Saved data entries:
=== Begin Enclosure ===

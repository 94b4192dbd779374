//! Pagination strategies, one per navigation mechanism of the portal.

use std::time::Duration;

use harvest_core::{classify_advance, AdvanceOutcome, PaginationState};
use harvest_logging::{harvest_debug, harvest_info};
use url::Url;

use crate::config::{HarvestConfig, PaginationVariant, SiteProfile};
use crate::listing::{evaluate_flag, read_listing, scripts};
use crate::session::Session;
use crate::{DriverError, NavigationError};

#[derive(Debug, Clone)]
pub struct PagerSettings {
    pub max_pages: u32,
    pub settle_delay: Duration,
    pub element_timeout: Duration,
}

impl PagerSettings {
    pub fn from_config(config: &HarvestConfig) -> Self {
        Self {
            max_pages: config.pagination.max_pages,
            settle_delay: config.settle_delay(),
            element_timeout: config.timeouts.element(),
        }
    }
}

/// Moves a session through the listing pages.
#[async_trait::async_trait]
pub trait PaginationStrategy: Send + Sync {
    fn variant(&self) -> PaginationVariant;

    /// One-time entry setup; leaves the session on page 1.
    async fn prepare(&self, session: &mut Session) -> Result<PaginationState, NavigationError>;

    /// Move to the page after `state.current_page`.
    async fn advance(
        &self,
        session: &mut Session,
        state: &PaginationState,
    ) -> Result<AdvanceOutcome, NavigationError>;
}

/// Build the strategy selected by configuration.
pub fn strategy_for(config: &HarvestConfig) -> Box<dyn PaginationStrategy> {
    let site = config.site.clone();
    let settings = PagerSettings::from_config(config);
    match config.pagination.variant {
        PaginationVariant::UrlParameter => Box::new(UrlParameterPager::new(site, settings)),
        PaginationVariant::IndexClick => Box::new(IndexClickPager::new(site, settings)),
        PaginationVariant::PageSizeSubmit => Box::new(PageSizeSubmitPager::new(site, settings)),
    }
}

async fn settle(delay: Duration) {
    if !delay.is_zero() {
        tokio::time::sleep(delay).await;
    }
}

/// Wait for a possible navigation; an in-place refresh never fires one, so a
/// timeout here is expected and ignored.
async fn await_navigation_or_refresh(
    session: &Session,
    bound: Duration,
) -> Result<(), NavigationError> {
    match session.driver().wait_for_navigation(bound).await {
        Ok(()) => Ok(()),
        Err(err) if err.is_timeout() => {
            harvest_debug!("No navigation observed within {:?}; assuming in-place refresh", bound);
            Ok(())
        }
        Err(err) => Err(err.into()),
    }
}

async fn load_entry(
    session: &mut Session,
    site: &SiteProfile,
    url: &str,
    settle_delay: Duration,
) -> Result<PaginationState, NavigationError> {
    session.driver().navigate(url).await?;
    session.sync_url().await?;
    settle(settle_delay).await;
    let page = read_listing(session.driver(), site, 1).await?;
    let state = PaginationState::new().arrived(&page);
    harvest_info!(
        "Entry page loaded: {} rows, total pages {:?}",
        page.row_count(),
        state.total_pages
    );
    Ok(state)
}

/// Read the page after an advance and decide whether it landed.
async fn land(
    session: &mut Session,
    site: &SiteProfile,
    state: &PaginationState,
    target: u32,
) -> Result<AdvanceOutcome, NavigationError> {
    session.sync_url().await?;
    let page = read_listing(session.driver(), site, target).await?;
    Ok(classify_advance(state, &page))
}

/// Page index in a query parameter; every advance is a full navigation.
pub struct UrlParameterPager {
    site: SiteProfile,
    settings: PagerSettings,
}

impl UrlParameterPager {
    pub fn new(site: SiteProfile, settings: PagerSettings) -> Self {
        Self { site, settings }
    }

    /// Listing URL for `page`, replacing any page/page-size parameters already present.
    pub fn page_url(&self, page: u32) -> Result<String, NavigationError> {
        let mut url = Url::parse(&self.site.listing_url)
            .map_err(|e| NavigationError::MissingControl(format!("listing url: {e}")))?;
        let page_param = self.site.page_param.as_str();
        let size_param = self.site.page_size_param.as_deref();
        let kept: Vec<(String, String)> = url
            .query_pairs()
            .filter(|(key, _)| {
                let key: &str = key;
                key != page_param && Some(key) != size_param
            })
            .map(|(k, v)| (k.into_owned(), v.into_owned()))
            .collect();
        {
            let mut pairs = url.query_pairs_mut();
            pairs.clear();
            for (key, value) in &kept {
                pairs.append_pair(key, value);
            }
            if let Some(size_param) = size_param {
                pairs.append_pair(size_param, &self.site.page_size.to_string());
            }
            pairs.append_pair(page_param, &page.to_string());
        }
        Ok(url.to_string())
    }
}

#[async_trait::async_trait]
impl PaginationStrategy for UrlParameterPager {
    fn variant(&self) -> PaginationVariant {
        PaginationVariant::UrlParameter
    }

    async fn prepare(&self, session: &mut Session) -> Result<PaginationState, NavigationError> {
        let url = self.page_url(1)?;
        load_entry(session, &self.site, &url, self.settings.settle_delay).await
    }

    async fn advance(
        &self,
        session: &mut Session,
        state: &PaginationState,
    ) -> Result<AdvanceOutcome, NavigationError> {
        let Some(target) = state.next_target(self.settings.max_pages) else {
            return Ok(AdvanceOutcome::NoMorePages);
        };
        let url = self.page_url(target)?;
        harvest_debug!("Navigating to {}", url);
        session.driver().navigate(&url).await?;
        settle(self.settings.settle_delay).await;
        land(session, &self.site, state, target).await
    }
}

/// Page-number controls are clicked; the content may refresh in place.
pub struct IndexClickPager {
    site: SiteProfile,
    settings: PagerSettings,
}

impl IndexClickPager {
    pub fn new(site: SiteProfile, settings: PagerSettings) -> Self {
        Self { site, settings }
    }
}

#[async_trait::async_trait]
impl PaginationStrategy for IndexClickPager {
    fn variant(&self) -> PaginationVariant {
        PaginationVariant::IndexClick
    }

    async fn prepare(&self, session: &mut Session) -> Result<PaginationState, NavigationError> {
        load_entry(
            session,
            &self.site,
            &self.site.listing_url,
            self.settings.settle_delay,
        )
        .await
    }

    async fn advance(
        &self,
        session: &mut Session,
        state: &PaginationState,
    ) -> Result<AdvanceOutcome, NavigationError> {
        let Some(target) = state.next_target(self.settings.max_pages) else {
            return Ok(AdvanceOutcome::NoMorePages);
        };
        let clicked =
            evaluate_flag(session.driver(), &scripts::click_page_label(&self.site, target)).await?;
        if !clicked {
            // The label window can end before the last page while "next" stays enabled.
            if state.has_next != Some(true) {
                harvest_info!("No control labelled {} on the page", target);
                return Ok(AdvanceOutcome::NoMorePages);
            }
            harvest_debug!("Page {} is outside the visible labels; clicking next", target);
            let moved = evaluate_flag(session.driver(), &scripts::click_next(&self.site)).await?;
            if !moved {
                return Err(NavigationError::MissingControl(format!(
                    "next control for page {target}"
                )));
            }
        }
        await_navigation_or_refresh(session, self.settings.settle_delay).await?;
        settle(self.settings.settle_delay).await;
        land(session, &self.site, state, target).await
    }
}

/// "100 per page" is chosen once, then pages are reached through the jump function.
pub struct PageSizeSubmitPager {
    site: SiteProfile,
    settings: PagerSettings,
}

impl PageSizeSubmitPager {
    pub fn new(site: SiteProfile, settings: PagerSettings) -> Self {
        Self { site, settings }
    }

    async fn choose_page_size(&self, session: &Session) -> Result<(), NavigationError> {
        let driver = session.driver();
        driver
            .wait_for_selector(&self.site.page_size_toggle_selector, self.settings.element_timeout)
            .await?;
        driver.click(&self.site.page_size_toggle_selector).await?;
        let selected = evaluate_flag(driver, &scripts::select_page_size(&self.site)).await?;
        if !selected {
            return Err(NavigationError::MissingControl(format!(
                "page size option '{}'",
                self.site.page_size_option_label
            )));
        }
        harvest_info!("Selected {} rows per page", self.site.page_size_option_label);
        await_navigation_or_refresh(session, self.settings.settle_delay).await?;
        settle(self.settings.settle_delay).await;
        Ok(())
    }
}

#[async_trait::async_trait]
impl PaginationStrategy for PageSizeSubmitPager {
    fn variant(&self) -> PaginationVariant {
        PaginationVariant::PageSizeSubmit
    }

    async fn prepare(&self, session: &mut Session) -> Result<PaginationState, NavigationError> {
        session.driver().navigate(&self.site.listing_url).await?;
        self.choose_page_size(session).await?;
        session.sync_url().await?;
        let page = read_listing(session.driver(), &self.site, 1).await?;
        Ok(PaginationState::new().arrived(&page))
    }

    async fn advance(
        &self,
        session: &mut Session,
        state: &PaginationState,
    ) -> Result<AdvanceOutcome, NavigationError> {
        let Some(target) = state.next_target(self.settings.max_pages) else {
            return Ok(AdvanceOutcome::NoMorePages);
        };
        let jumped = evaluate_flag(session.driver(), &scripts::jump_to_page(&self.site, target))
            .await
            .map_err(|err| match err {
                NavigationError::Driver(DriverError::Script(message)) => {
                    NavigationError::MissingControl(format!(
                        "{}({target}): {message}",
                        self.site.page_jump_function
                    ))
                }
                other => other,
            })?;
        if !jumped {
            return Ok(AdvanceOutcome::NoMorePages);
        }
        await_navigation_or_refresh(session, self.settings.settle_delay).await?;
        settle(self.settings.settle_delay).await;
        land(session, &self.site, state, target).await
    }
}
//! Harvest engine: browser session, pagination, export and effect execution.
mod chromium;
mod config;
mod diagnostics;
mod driver;
mod engine;
mod export;
mod listing;
mod pagination;
mod persist;
mod session;
mod types;

pub use chromium::ChromiumDriver;
pub use config::{
    BrowserSettings, ConfigError, Credentials, DiagnosticsConfig, ExportConfig, HarvestConfig,
    PaginationConfig, PaginationVariant, RetryConfig, SiteProfile, TimeoutConfig,
};
pub use diagnostics::Diagnostics;
pub use driver::Driver;
pub use engine::Harvester;
pub use export::{export, read_export, render_delimited, ExportError, ExportOptions, ExportSummary};
pub use listing::{read_listing, scripts};
pub use pagination::{
    strategy_for, IndexClickPager, PageSizeSubmitPager, PagerSettings, PaginationStrategy,
    UrlParameterPager,
};
pub use persist::{ensure_output_dir, split_target, AtomicFileWriter, PersistError};
pub use session::{AuthState, Session, SessionController};
pub use types::{AuthError, DriverError, HarvestError, NavigationError};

=== End Enclosure ===

[Exercise requirements] Please retype the data exactly as it stands, from its first line down to the line that contains "use url::Url;", then stop.

[Task answer]
repository 94b4192dbd779374
//! Pagination strategies, one per navigation mechanism of the portal.

use std::time::Duration;

use harvest_core::{classify_advance, AdvanceOutcome, PaginationState};
use harvest_logging::{harvest_debug, harvest_info};
use url::Url;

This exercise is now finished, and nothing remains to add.